The output should be all lines of the entries below in which the word "warn" occurs.

----- DATA UNDER STUDY -----

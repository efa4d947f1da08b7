//! FRED (세인트루이스 연준) 매크로 지표 어댑터.
//!
//! 고정된 시리즈 유니버스를 순차 조회하며, 시리즈 간에는 주입된 Pacer로
//! 대기합니다. 시리즈 하나의 실패는 해당 시리즈만 건너뛰고 계속합니다.
//! FRED는 US 데이터만 제공하므로 다른 국가 요청에는 기여하지 않습니다.

use std::sync::Arc;

use async_trait::async_trait;
use chrono::NaiveDate;
use rust_decimal::Decimal;
use serde::Deserialize;
use tracing::{debug, warn};

use econ_core::{classify, DateRange, IndicatorRecord, ProviderId};

use crate::adapter::ProviderAdapter;
use crate::error::ProviderError;
use crate::pace::{FixedDelayPacer, Pacer};

const DEFAULT_BASE_URL: &str = "https://api.stlouisfed.org";

/// 수집 대상 시리즈: (시리즈 ID, 분류용 라벨, 계절조정 여부)
const FRED_SERIES: &[(&str, &str, bool)] = &[
    ("GDP", "GDP", true),
    ("CPIAUCSL", "CPI", true),
    ("UNRATE", "Unemployment Rate", true),
    ("FEDFUNDS", "Fed Funds Rate", false),
    ("PAYEMS", "Nonfarm Payrolls", true),
    ("INDPRO", "Industrial Production", true),
    ("UMCSENT", "Consumer Sentiment", false),
    ("HOUST", "Housing Starts", true),
    ("PPIACO", "PPI", false),
    ("RSAFS", "Retail Sales", true),
];

/// 관측치 응답.
#[derive(Debug, Deserialize)]
struct FredObservationsResponse {
    observations: Option<Vec<FredObservation>>,
    /// 에러 응답일 때만 존재
    error_message: Option<String>,
}

#[derive(Debug, Deserialize)]
struct FredObservation {
    date: String,
    /// 결측치는 "." 문자열로 표현됨
    value: String,
}

/// FRED 어댑터.
pub struct FredAdapter {
    client: reqwest::Client,
    api_key: String,
    base_url: String,
    pacer: Arc<dyn Pacer>,
}

impl FredAdapter {
    /// 기본 설정으로 생성 (시리즈 간 300ms 대기).
    pub fn new(api_key: impl Into<String>) -> Self {
        Self::with_pacer(api_key, Arc::new(FixedDelayPacer::from_millis(300)))
    }

    /// Pacer 주입 생성.
    pub fn with_pacer(api_key: impl Into<String>, pacer: Arc<dyn Pacer>) -> Self {
        Self {
            client: reqwest::Client::new(),
            api_key: api_key.into(),
            base_url: DEFAULT_BASE_URL.to_string(),
            pacer,
        }
    }

    /// 테스트용 base URL 교체.
    pub fn with_base_url(mut self, base_url: impl Into<String>) -> Self {
        self.base_url = base_url.into();
        self
    }

    /// 단일 시리즈 관측치 조회.
    async fn fetch_series(
        &self,
        series_id: &str,
        window: DateRange,
    ) -> Result<Vec<FredObservation>, ProviderError> {
        let url = format!("{}/fred/series/observations", self.base_url);
        let response = self
            .client
            .get(&url)
            .query(&[
                ("series_id", series_id),
                ("api_key", self.api_key.as_str()),
                ("file_type", "json"),
                ("observation_start", &window.from.to_string()),
                ("observation_end", &window.to.to_string()),
            ])
            .send()
            .await?;

        let status = response.status();
        if status.as_u16() == 429 {
            return Err(ProviderError::RateLimited);
        }
        if !status.is_success() {
            return Err(ProviderError::Status {
                status: status.as_u16(),
            });
        }

        let body: FredObservationsResponse = response
            .json()
            .await
            .map_err(|e| ProviderError::Decode(e.to_string()))?;

        if let Some(msg) = body.error_message {
            return Err(ProviderError::Decode(msg));
        }

        Ok(body.observations.unwrap_or_default())
    }
}

#[async_trait]
impl ProviderAdapter<IndicatorRecord> for FredAdapter {
    fn id(&self) -> ProviderId {
        ProviderId::Fred
    }

    async fn fetch(&self, entity: &str, window: DateRange) -> Option<Vec<IndicatorRecord>> {
        if entity != "US" {
            debug!(country = entity, "FRED는 US 전용, 건너뜀");
            return None;
        }
        if self.api_key.is_empty() {
            warn!(
                error = %ProviderError::MissingCredential("FRED_API_KEY"),
                "건너뜀"
            );
            return None;
        }

        let mut records = Vec::new();

        for (i, (series_id, label, seasonally_adjusted)) in FRED_SERIES.iter().enumerate() {
            if i > 0 {
                self.pacer.pause().await;
            }

            let observations = match self.fetch_series(series_id, window).await {
                Ok(obs) => obs,
                Err(e) => {
                    warn!(series = series_id, error = %e, "FRED 시리즈 조회 실패, 건너뜀");
                    continue;
                }
            };

            let meta = classify(label);
            for obs in observations {
                // 결측치("." 또는 파싱 불가)는 제외
                let Ok(value) = obs.value.parse::<Decimal>() else {
                    continue;
                };
                let Ok(period_date) = obs.date.parse::<NaiveDate>() else {
                    continue;
                };
                if !window.contains(period_date) {
                    continue;
                }

                let mut record = IndicatorRecord::new(
                    meta.standard_code.clone(),
                    "US",
                    period_date,
                    self.id(),
                );
                record.display_name = Some(meta.display_name.clone());
                record.unit = Some(meta.unit.clone());
                record.frequency = Some(meta.frequency);
                record.period_type = Some(meta.period_type);
                record.importance = Some(meta.importance);
                record.market_impact = Some(meta.market_impact);
                record.seasonally_adjusted = Some(*seasonally_adjusted);
                record.value = Some(value);
                records.push(record);
            }
        }

        if records.is_empty() {
            return None;
        }
        debug!(count = records.len(), "FRED 수집 완료");
        Some(records)
    }
}

#[cfg(test)]
mod tests {
    use super::*;
    use crate::pace::NoopPacer;
    use rust_decimal_macros::dec;

    fn window() -> DateRange {
        DateRange::new(
            NaiveDate::from_ymd_opt(2024, 1, 1).unwrap(),
            NaiveDate::from_ymd_opt(2024, 6, 30).unwrap(),
        )
    }

    fn adapter(base_url: &str) -> FredAdapter {
        FredAdapter::with_pacer("test-key", Arc::new(NoopPacer)).with_base_url(base_url)
    }

    #[tokio::test]
    async fn test_fetch_parses_and_filters_observations() {
        let mut server = mockito::Server::new_async().await;
        let mock = server
            .mock("GET", "/fred/series/observations")
            .match_query(mockito::Matcher::Any)
            .with_status(200)
            .with_header("content-type", "application/json")
            .with_body(
                r#"{"observations":[
                    {"date":"2024-01-01","value":"2.5"},
                    {"date":"2024-04-01","value":"."},
                    {"date":"2023-10-01","value":"2.1"}
                ]}"#,
            )
            .expect_at_least(1)
            .create_async()
            .await;

        let records = adapter(&server.url()).fetch("US", window()).await.unwrap();
        mock.assert_async().await;

        // 시리즈당 유효 관측치 1개: "."은 결측, 2023-10-01은 기간 밖
        assert_eq!(records.len(), FRED_SERIES.len());
        assert!(records.iter().all(|r| r.value == Some(dec!(2.5))));
        assert!(records.iter().all(|r| r.country == "US"));
        assert!(records.iter().all(|r| r.provenance == vec![ProviderId::Fred]));
        // 분류기가 시리즈 라벨을 표준 코드로 매핑
        assert!(records.iter().any(|r| r.indicator_code == "GDP"));
        assert!(records.iter().any(|r| r.indicator_code == "CPI"));
    }

    #[tokio::test]
    async fn test_fetch_returns_none_when_all_series_fail() {
        let mut server = mockito::Server::new_async().await;
        server
            .mock("GET", "/fred/series/observations")
            .match_query(mockito::Matcher::Any)
            .with_status(500)
            .create_async()
            .await;

        assert!(adapter(&server.url()).fetch("US", window()).await.is_none());
    }

    #[tokio::test]
    async fn test_fetch_skips_non_us_entity() {
        let adapter = FredAdapter::with_pacer("key", Arc::new(NoopPacer));
        assert!(adapter.fetch("KR", window()).await.is_none());
    }
}
#[cfg(test)]
mod tests {
    use super::*;
    use crate::device::MemDevice;
    use crate::layout::IMAGE_SIZE;

    fn fresh_sfs() -> Sfs<MemDevice> {
        let mut dev = MemDevice::zeroed(IMAGE_SIZE as usize);
        for b in 0..crate::layout::BLOCKTBL_NENTRIES as u16 {
            blocktable::set_next(&mut dev, b, Slot::Empty).unwrap();
        }
        Sfs::new(dev)
    }

    #[test]
    fn mkdir_then_readdir_shows_new_directory() {
        let mut sfs = fresh_sfs();
        sfs.mkdir("/a").unwrap();
        let mut names = Vec::new();
        sfs.readdir("/", |n, _| names.push(n.to_vec())).unwrap();
        assert!(names.contains(&b"a".to_vec()));
        let st = sfs.getattr("/a").unwrap();
        assert_eq!(st.kind, EntryKind::Dir);
    }

    #[test]
    fn duplicate_mkdir_fails_eexist() {
        let mut sfs = fresh_sfs();
        sfs.mkdir("/a").unwrap();
        assert!(matches!(sfs.mkdir("/a").unwrap_err(), SfsError::EExist));
    }

    #[test]
    fn create_inside_subdirectory_then_readdir() {
        let mut sfs = fresh_sfs();
        sfs.mkdir("/a").unwrap();
        sfs.create("/a/f").unwrap();
        let mut names = Vec::new();
        sfs.readdir("/a", |n, _| names.push(n.to_vec())).unwrap();
        assert!(names.contains(&b"f".to_vec()));
    }

    #[test]
    fn unlink_then_rmdir_releases_every_block() {
        let mut sfs = fresh_sfs();
        sfs.mkdir("/a").unwrap();
        sfs.create("/a/f").unwrap();
        sfs.unlink("/a/f").unwrap();
        sfs.rmdir("/a").unwrap();
        for b in 0..crate::layout::BLOCKTBL_NENTRIES as u16 {
            assert_eq!(blocktable::next(&mut sfs.dev, b).unwrap(), Slot::Empty);
        }
    }

    #[test]
    fn rmdir_on_nonempty_directory_fails() {
        let mut sfs = fresh_sfs();
        sfs.mkdir("/a").unwrap();
        sfs.create("/a/f").unwrap();
        assert!(matches!(sfs.rmdir("/a").unwrap_err(), SfsError::NotEmpty));
    }

    #[test]
    fn write_then_read_round_trips() {
        let mut sfs = fresh_sfs();
        sfs.create("/f").unwrap();
        let n = sfs.write("/f", b"hello world", 0).unwrap();
        assert_eq!(n, 11);
        let mut buf = [0u8; 32];
        let got = sfs.read("/f", &mut buf, 0).unwrap();
        assert_eq!(&buf[..got], b"hello world");
    }

    #[test]
    fn write_past_eof_zero_fills_the_gap() {
        let mut sfs = fresh_sfs();
        sfs.create("/f").unwrap();
        sfs.write("/f", b"end", 2000).unwrap();
        let mut buf = [0u8; 2003];
        let got = sfs.read("/f", &mut buf, 0).unwrap();
        assert_eq!(got, 2003);
        assert!(buf[0..2000].iter().all(|&b| b == 0));
        assert_eq!(&buf[2000..2003], b"end");
    }

    #[test]
    fn write_spanning_multiple_blocks_round_trips() {
        let mut sfs = fresh_sfs();
        sfs.create("/f").unwrap();
        let data = vec![0x42u8; BLOCK_SIZE * 2 + 17];
        sfs.write("/f", &data, 0).unwrap();
        let mut buf = vec![0u8; data.len()];
        let got = sfs.read("/f", &mut buf, 0).unwrap();
        assert_eq!(got, data.len());
        assert_eq!(buf, data);
    }

    #[test]
    fn truncate_down_then_up_zero_fills_regrown_tail() {
        let mut sfs = fresh_sfs();
        sfs.create("/f").unwrap();
        sfs.write("/f", &vec![7u8; 100], 0).unwrap();
        sfs.truncate("/f", 10).unwrap();
        assert_eq!(sfs.getattr("/f").unwrap().size, 10);
        sfs.truncate("/f", 50).unwrap();
        let mut buf = [0u8; 50];
        sfs.read("/f", &mut buf, 0).unwrap();
        assert!(buf[10..50].iter().all(|&b| b == 0));
        assert_eq!(&buf[..10], &[7u8; 10][..]);
    }

    #[test]
    fn read_at_or_past_eof_returns_zero() {
        let mut sfs = fresh_sfs();
        sfs.create("/f").unwrap();
        sfs.write("/f", b"0123456789", 0).unwrap();
        let mut buf = [0u8; 16];
        assert_eq!(sfs.read("/f", &mut buf, 10).unwrap(), 0);
        assert_eq!(sfs.read("/f", &mut buf, 100).unwrap(), 0);
    }

    #[test]
    fn read_clamps_to_remaining_file_size() {
        let mut sfs = fresh_sfs();
        sfs.create("/f").unwrap();
        sfs.write("/f", b"0123456789", 0).unwrap();
        let mut buf = [0u8; 4096];
        let got = sfs.read("/f", &mut buf, 0).unwrap();
        assert_eq!(got, 10);
    }

    #[test]
    fn create_rejects_name_exactly_at_the_limit_boundary() {
        let mut sfs = fresh_sfs();
        let ok_name = "x".repeat(layout::FILENAME_MAX - 1);
        sfs.create(&format!("/{ok_name}")).unwrap();
        let too_long = "x".repeat(layout::FILENAME_MAX);
        assert!(matches!(
            sfs.create(&format!("/{too_long}")).unwrap_err(),
            SfsError::NameTooLong
        ));
    }

    #[test]
    fn mkdir_reverts_first_allocation_when_second_fails() {
        let mut sfs = fresh_sfs();
        // Exhaust the table down to exactly one free block.
        for b in 0..crate::layout::BLOCKTBL_NENTRIES as u16 - 1 {
            blocktable::set_next(&mut sfs.dev, b, Slot::End).unwrap();
        }
        let err = sfs.mkdir("/a").unwrap_err();
        assert!(matches!(err, SfsError::NoSpc));
        // The sole remaining free slot must still read as free afterwards.
        let last = crate::layout::BLOCKTBL_NENTRIES as u16 - 1;
        assert_eq!(blocktable::next(&mut sfs.dev, last).unwrap(), Slot::Empty);
    }

    #[test]
    fn rename_within_same_directory_preserves_contents() {
        let mut sfs = fresh_sfs();
        sfs.create("/f").unwrap();
        sfs.write("/f", b"payload", 0).unwrap();
        sfs.rename("/f", "/g").unwrap();
        assert!(matches!(sfs.getattr("/f").unwrap_err(), SfsError::NoEnt));
        let mut buf = [0u8; 7];
        sfs.read("/g", &mut buf, 0).unwrap();
        assert_eq!(&buf, b"payload");
    }

    #[test]
    fn rename_to_existing_name_fails_eexist() {
        let mut sfs = fresh_sfs();
        sfs.create("/f").unwrap();
        sfs.create("/g").unwrap();
        assert!(matches!(sfs.rename("/f", "/g").unwrap_err(), SfsError::EExist));
    }

    #[test]
    fn create_unlink_round_trip_restores_parent_bytes() {
        let mut sfs = fresh_sfs();
        let before = sfs.dev.as_bytes().to_vec();
        sfs.create("/f").unwrap();
        sfs.unlink("/f").unwrap();
        assert_eq!(sfs.dev.as_bytes(), &before[..]);
    }
}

-----

RESULT FOR THIS EXERCISE>
use tracing::{debug, warn};
            warn!(
                    warn!(series = series_id, error = %e, "FRED 시리즈 조회 실패, 건너뜀");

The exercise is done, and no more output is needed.